Savaş yorgunu, fakir ve topraklarının önemli bölümü işgal altında olan Türkiye, varını yoğunu koyduğu bu kritik savaş öncesinde çok ciddi bir askeri kriz yaşadı. Garp Cephesini oluşturan iki ordudan biri olan 1. Ordu’nun komutanı Ali İhsan (Sabis) Paşa, cephe komutanı İsmet Paşa ile anlaşamayıp Divan-ı Harb’e verilince, 1. Ordu’ya bir komutan aranmaya başlandı.

Mustafa Kemal önce Ali Fuat Cebesoy’u, ardından Refet Bele’yi yokladı; ikisi de göreve yanaşmıyordu. Bunun üzerine mecburen 1. Dünya Savaşı ve Kurtuluş Savaşı döneminin en karanlık isimlerinden biri olan Nurettin Paşa’yı, lakabıyla ‘Sakallı Nurettin’i göreve çağırmak zorunda kaldı.

Nurettin Paşa, kurmay sınıfından olmamasına rağmen önemli bir Osmanlı mareşali olan babası sayesinde subaylıkta yükselmiş; Meşrutiyet öncesinde ve sonrasında ikili oynamıştı.

Kendini abartmayı seviyor

1. Dünya Savaşı’nda Irak cephesinde ordu komutanlığı da yaptı, fakat anıları hep abartılıydı. Örneğin ünlü Kut şehri kuşatmasını kendisinin yaptığını söylüyordu ama aslında ordusuyla İngilizler’e yenilmişti, kuşatmayı ve sonunda zaferi gerçekte Halil (Kut) Paşa elde etmişti.

Kurtuluş Savaşı için geç de olsa Anadolu’ya geçti. İlk görevi, artık bastırılmış olan ama her an yeniden parlama tehlikesi yaşatan iç isyanlara karşı Ankara’nın Kuzeyindeki bölge için kurulan ‘Merkez Ordusu’ komutanlığıydı.

1921 Mart ayında başlayan Koçgiri isyanını, daha önce muhalif milletvekili Ali Şükrü Beyi öldürdüğü için adından burada söz edilen Topal Osman’ın çetesiyle birlikte bastırma görevi aldı. İsyanı bastırma biçimi ve uyguladığı aşırı şiddet Ankara’nın tepkisini çekti, bu görevinden alındı, boştaydı. 1922 Haziran ayında yaşanan 1. Ordu komuta krizinde Mustafa Kemal onu göreve getirip bu ordunun başına geçirdi.

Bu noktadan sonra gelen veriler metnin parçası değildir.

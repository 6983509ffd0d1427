//! Wire contracts served by the daemon. Field names are camelCase on the
//! wire, matching the UI event stream the platform already speaks.

use chrono::{DateTime, NaiveDate, Utc};
use serde::{Deserialize, Serialize};
use std::str::FromStr;

use crate::catalog::BadgeMeta;
use crate::error::{DenialReason, LudusError};
use crate::learner::SubscriptionPlan;
use crate::progress::{GameProgress, PlayState};
use crate::wallet::{Direction, Transaction};

/// Completion submission for one play-through of a game.
///
/// `score` is the coins-equivalent performance achieved in the run; a run
/// with every sub-question answered correctly reaches the game's declared
/// coin total.
#[derive(Debug, Clone, Serialize, Deserialize, Default)]
#[serde(rename_all = "camelCase")]
pub struct CompleteGameRequest {
    pub score: u64,
    #[serde(default)]
    pub time_played_secs: u64,
    #[serde(default)]
    pub levels_completed: Option<u32>,
    #[serde(default)]
    pub achievements: Vec<String>,
    #[serde(default)]
    pub is_full_completion: bool,
    /// Reward hints for legacy content whose catalog rows omit them; the
    /// catalog wins whenever it declares a value.
    #[serde(default)]
    pub total_coins: Option<u64>,
    #[serde(default)]
    pub coins_per_level: Option<u64>,
    #[serde(default)]
    pub total_xp: Option<u64>,
    #[serde(default)]
    pub is_replay: bool,
    /// Client-chosen key; resubmissions with the same key are no-ops.
    #[serde(default)]
    pub idempotency_key: Option<String>,
}

/// Outcome of a completion submission.
#[derive(Debug, Clone, Serialize, Deserialize)]
#[serde(rename_all = "camelCase")]
pub struct CompleteGameResponse {
    pub coins_earned: u64,
    pub xp_earned: u64,
    pub total_coins_earned: u64,
    pub fully_completed: bool,
    pub all_answers_correct: bool,
    pub is_replay: bool,
    pub replay_unlocked: bool,
    pub badge_earned: bool,
    pub badge_already_earned: bool,
    pub new_balance: u64,
    /// Global daily streak after this submission.
    pub streak: u32,
    pub level: u32,
    #[serde(rename = "totalXP")]
    pub total_xp: u64,
    pub game_streak: u32,
    pub achievements: Vec<String>,
}

/// Outcome of a replay-unlock purchase.
#[derive(Debug, Clone, Serialize, Deserialize)]
#[serde(rename_all = "camelCase")]
pub struct UnlockReplayResponse {
    pub replay_unlocked: bool,
    pub new_balance: u64,
    /// Zero when the unlock was already held (idempotent re-request).
    pub coins_spent: u64,
}

/// Progress snapshot as served to clients. Zeroed defaults when the learner
/// has never touched the game.
#[derive(Debug, Clone, Serialize, Deserialize)]
#[serde(rename_all = "camelCase")]
pub struct ProgressView {
    pub game_id: String,
    pub state: PlayState,
    pub levels_completed: u32,
    pub total_levels: u32,
    pub highest_score: u64,
    pub max_score: u64,
    pub total_time_played_secs: u64,
    pub total_coins_earned: u64,
    pub fully_completed: bool,
    pub replay_unlocked: bool,
    pub current_streak: u32,
    pub first_completed_at: Option<DateTime<Utc>>,
    pub last_played_at: Option<DateTime<Utc>>,
    pub badge_awarded: bool,
    pub badge: Option<BadgeMeta>,
    pub achievements: Vec<String>,
}

impl From<&GameProgress> for ProgressView {
    fn from(p: &GameProgress) -> Self {
        Self {
            game_id: p.game_id.clone(),
            state: p.state,
            levels_completed: p.levels_completed,
            total_levels: p.total_levels,
            highest_score: p.highest_score,
            max_score: p.max_score,
            total_time_played_secs: p.total_time_played_secs,
            total_coins_earned: p.total_coins_earned,
            fully_completed: p.state.fully_completed(),
            replay_unlocked: p.state.replay_unlocked(),
            current_streak: p.current_streak,
            first_completed_at: p.first_completed_at,
            last_played_at: p.last_played_at,
            badge_awarded: p.badge_awarded(),
            badge: p.badge.as_ref().map(|b| BadgeMeta {
                name: b.name.clone(),
                image: b.image.clone(),
            }),
            achievements: p.achievements.iter().cloned().collect(),
        }
    }
}

/// Wallet snapshot with the most recent transactions.
#[derive(Debug, Clone, Serialize, Deserialize)]
#[serde(rename_all = "camelCase")]
pub struct WalletView {
    pub learner_id: String,
    pub balance: u64,
    pub transactions: Vec<TransactionView>,
}

#[derive(Debug, Clone, Serialize, Deserialize)]
#[serde(rename_all = "camelCase")]
pub struct TransactionView {
    pub direction: Direction,
    pub amount: u64,
    pub reason: String,
    pub timestamp: DateTime<Utc>,
}

impl From<&Transaction> for TransactionView {
    fn from(tx: &Transaction) -> Self {
        Self {
            direction: tx.direction,
            amount: tx.amount,
            reason: tx.reason.clone(),
            timestamp: tx.timestamp,
        }
    }
}

/// Time window for leaderboard aggregation.
#[derive(Debug, Clone, Copy, Serialize, Deserialize, PartialEq, Eq)]
#[serde(rename_all = "kebab-case")]
pub enum LeaderboardPeriod {
    Daily,
    Weekly,
    Monthly,
    AllTime,
}

impl FromStr for LeaderboardPeriod {
    type Err = LudusError;

    fn from_str(s: &str) -> Result<Self, Self::Err> {
        match s {
            "daily" => Ok(LeaderboardPeriod::Daily),
            "weekly" => Ok(LeaderboardPeriod::Weekly),
            "monthly" => Ok(LeaderboardPeriod::Monthly),
            "all-time" | "alltime" => Ok(LeaderboardPeriod::AllTime),
            other => Err(LudusError::Validation(format!(
                "unknown leaderboard period: {other}"
            ))),
        }
    }
}

/// One leaderboard row. Derived on demand, never persisted.
#[derive(Debug, Clone, Serialize, Deserialize)]
#[serde(rename_all = "camelCase")]
pub struct LeaderboardEntry {
    pub learner_id: String,
    pub display_name: String,
    pub total_score: u64,
    pub games_played: u32,
    pub total_time_played_secs: u64,
    pub last_played_at: DateTime<Utc>,
}

/// Learner profile upsert payload.
#[derive(Debug, Clone, Serialize, Deserialize, Default)]
#[serde(rename_all = "camelCase")]
pub struct LearnerUpsert {
    #[serde(default)]
    pub display_name: Option<String>,
    #[serde(default)]
    pub date_of_birth: Option<NaiveDate>,
    #[serde(default)]
    pub tenant: Option<String>,
    #[serde(default)]
    pub plan: Option<SubscriptionPlan>,
}

/// Daemon health snapshot.
#[derive(Debug, Clone, Serialize, Deserialize)]
#[serde(rename_all = "camelCase")]
pub struct HealthResponse {
    pub version: String,
    pub uptime_seconds: u64,
    pub games_in_catalog: usize,
    pub learners_tracked: usize,
}

/// Error body returned by the HTTP API.
#[derive(Debug, Clone, Serialize, Deserialize)]
#[serde(rename_all = "camelCase")]
pub struct ErrorBody {
    pub code: i32,
    pub error: String,
    #[serde(default, skip_serializing_if = "Option::is_none")]
    pub reason: Option<DenialReason>,
    #[serde(default, skip_serializing_if = "Option::is_none")]
    pub games_allowed: Option<u32>,
    #[serde(default, skip_serializing_if = "Option::is_none")]
    pub required: Option<u64>,
    #[serde(default, skip_serializing_if = "Option::is_none")]
    pub available: Option<u64>,
}

impl ErrorBody {
    pub fn from_error(err: &LudusError) -> Self {
        let mut body = Self {
            code: err.code(),
            error: err.to_string(),
            reason: None,
            games_allowed: None,
            required: None,
            available: None,
        };
        match err {
            LudusError::AccessDenied {
                reason,
                games_allowed,
                ..
            } => {
                body.reason = Some(*reason);
                body.games_allowed = *games_allowed;
            }
            LudusError::InsufficientBalance {
                required,
                available,
            } => {
                body.required = Some(*required);
                body.available = Some(*available);
            }
            _ => {}
        }
        body
    }
}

İzmir yangını ve Ali Kemal’in linç edilmesi

9 Eylül’de İzmir’in düşman işgalinin sona ermesinin ardından bu şehirde çıkan ve tarihimize kara bir sayfa olan geçen İzmir yangınını onun çıkarttığı iddia edilir. Nurettin Paşa, İzmir’de işgalci Yunan ordusuyla işbirliği yaptığı için Islahat gazetesi sahibi Süreyya ve Efes Metropoliti Hrisostomos Kalafatis’i tutuklattı. Süreyya Bey idam edildi, metropolit ise yargılanmak üzere götürülürken askerlerin göz yummasıyla linç edildi.

Nurettin Paşa’nın macerası burada da bitmedi. İzmir’den uzaklaştırılan, ordusu lağv edilen Nurettin Paşa’ya verilen son görevlerden biri, bir orduyla İzmit’e kadar gitmek, işgali sürdüren başta İngilizler olmak üzere İtilaf Devletleri’ni göz dağı vermekti. Ama burada, Ankara ve Milli Mücadele karşıtı görüşleriyle meşhur gazeteci Ali Kemal’i tutuklattı, sonra da onun linç edilerek öldürülmesine göz yumdu.

Bu linç olayı, İstanbul’daki Milli Mücadele karşıtlarının çözülmesine neden oldu, hatta iddiaya göre Vahdettin’in kaçışı da bu olayla bağlantılıydı.

Paşa kendini ‘İzmir Fatihi’ diye tanıtıyor

Nurettin Paşa, 1923’te İkinci Meclis için yapılan seçimlerde Mustafa Kemal tarafından milletvekili adayı gösterilmeyince seçime bağımsız katılmak istedi ama seçilemedi. Sonra 1924’te boşalan üyelikler için yapılan bir ara seçimde seçilmeyi başardı.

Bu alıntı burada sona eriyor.